Saved data entries:
=======

//! Kademlia node Id or a lookup target
use rand::Rng;
use std::{
    convert::TryFrom,
    fmt::{self, Debug, Display, Formatter},
};

use crate::{Error, Result};

/// The size of node IDs in bytes.
pub const ID_SIZE: usize = 20;
/// The size of node IDs in bits, which is also the maximum [Id::distance].
pub const MAX_DISTANCE: u8 = ID_SIZE as u8 * 8;

#[derive(Clone, Copy, PartialEq, Ord, PartialOrd, Eq, Hash, Default)]
/// Kademlia node Id or a lookup target.
///
/// A 160 bit unsigned integer encoded in big-endian, so the derived
/// lexicographic [Ord] is also the numeric order.
pub struct Id([u8; ID_SIZE]);

impl Id {
    /// The all-zero Id.
    pub const ZERO: Id = Id([0; ID_SIZE]);
    /// The all-ones Id, farther from [Id::ZERO] than any other Id.
    pub const MAX: Id = Id([u8::MAX; ID_SIZE]);

    pub fn random() -> Id {
        let mut rng = rand::thread_rng();
        let random_bytes: [u8; ID_SIZE] = rng.gen();

        Id(random_bytes)
    }

    /// Create a new Id from some bytes. Returns Err if `bytes` is not of length
    /// [ID_SIZE](crate::ID_SIZE).
    pub fn from_bytes<T: AsRef<[u8]>>(bytes: T) -> Result<Id> {
        let bytes = bytes.as_ref();
        if bytes.len() != ID_SIZE {
            return Err(Error::InvalidIdSize(bytes.len()));
        }

        let mut tmp: [u8; ID_SIZE] = [0; ID_SIZE];
        tmp.copy_from_slice(bytes);

        Ok(Id(tmp))
    }

    /// XOR metric between this Id and another.
    ///
    /// Symmetric, zero only for equal Ids, and its own inverse:
    /// `a.xor(&b).xor(&b) == a`.
    pub fn xor(&self, other: &Id) -> Id {
        let mut result = [0_u8; ID_SIZE];

        for (i, byte) in result.iter_mut().enumerate() {
            *byte = self.0[i] ^ other.0[i];
        }

        Id(result)
    }

    /// Simplified XOR distance between this Id and a target Id.
    ///
    /// The distance is the number of trailing non zero bits in the XOR result.
    ///
    /// Distance to self is 0
    /// Distance to the furthest Id is 160
    /// Distance to an Id with 5 leading matching bits is 155
    pub fn distance(&self, other: &Id) -> u8 {
        self.xor(other).bit_len() as u8
    }

    /// Index of the highest set bit plus one, or 0 for [Id::ZERO].
    pub fn bit_len(&self) -> usize {
        for (i, byte) in self.0.iter().enumerate() {
            if *byte != 0 {
                return (ID_SIZE - i) * 8 - byte.leading_zeros() as usize;
            }
        }

        0
    }

    /// Returns the bit at `index`, where index 0 is the most significant bit.
    ///
    /// # Panics
    ///
    /// Panics if `index` is not less than [MAX_DISTANCE].
    pub fn bit(&self, index: usize) -> bool {
        assert_bit_index(index);

        self.0[index / 8] & (0x80 >> (index % 8)) != 0
    }

    /// Sets the bit at `index`, where index 0 is the most significant bit.
    ///
    /// # Panics
    ///
    /// Panics if `index` is not less than [MAX_DISTANCE].
    pub fn set_bit(&mut self, index: usize, value: bool) {
        assert_bit_index(index);

        let mask = 0x80 >> (index % 8);
        if value {
            self.0[index / 8] |= mask;
        } else {
            self.0[index / 8] &= !mask;
        }
    }

    pub fn is_zero(&self) -> bool {
        self.0.iter().all(|b| *b == 0)
    }

    pub fn as_bytes(&self) -> &[u8; ID_SIZE] {
        &self.0
    }

    pub fn to_bytes(&self) -> [u8; ID_SIZE] {
        self.0
    }

    pub fn to_vec(&self) -> Vec<u8> {
        self.0.to_vec()
    }
}

fn assert_bit_index(index: usize) {
    assert!(
        index < MAX_DISTANCE as usize,
        "bit index {} out of range for a {} bit Id",
        index,
        MAX_DISTANCE
    );
}

impl From<[u8; ID_SIZE]> for Id {
    fn from(bytes: [u8; ID_SIZE]) -> Self {
        Id(bytes)
    }
}

impl TryFrom<&[u8]> for Id {
    type Error = Error;

    fn try_from(bytes: &[u8]) -> Result<Self> {
        Id::from_bytes(bytes)
    }
}

impl Display for Id {
    fn fmt(&self, f: &mut Formatter<'_>) -> fmt::Result {
        for byte in &self.0 {
            write!(f, "{:02x}", byte)?;
        }

        Ok(())
    }
}

impl Debug for Id {
    fn fmt(&self, f: &mut Formatter<'_>) -> fmt::Result {
        write!(f, "Id({})", self)
    }
}

#[cfg(feature = "serde")]
impl serde::Serialize for Id {
    fn serialize<S>(&self, serializer: S) -> std::result::Result<S::Ok, S::Error>
    where
        S: serde::Serializer,
    {
        serde::Serialize::serialize(serde_bytes::Bytes::new(&self.0), serializer)
    }
}

#[cfg(feature = "serde")]
impl<'de> serde::Deserialize<'de> for Id {
    fn deserialize<D>(deserializer: D) -> std::result::Result<Self, D::Error>
    where
        D: serde::Deserializer<'de>,
    {
        let bytes: serde_bytes::ByteBuf = serde::Deserialize::deserialize(deserializer)?;

        Id::from_bytes(bytes).map_err(serde::de::Error::custom)
    }
}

=======

WHAT YOU NEED TO DO> Extract every line above containing the word "bool".

ANSWER FOR THE TASK>
    pub fn bit(&self, index: usize) -> bool {
    pub fn set_bit(&mut self, index: usize, value: bool) {
    pub fn is_zero(&self) -> bool {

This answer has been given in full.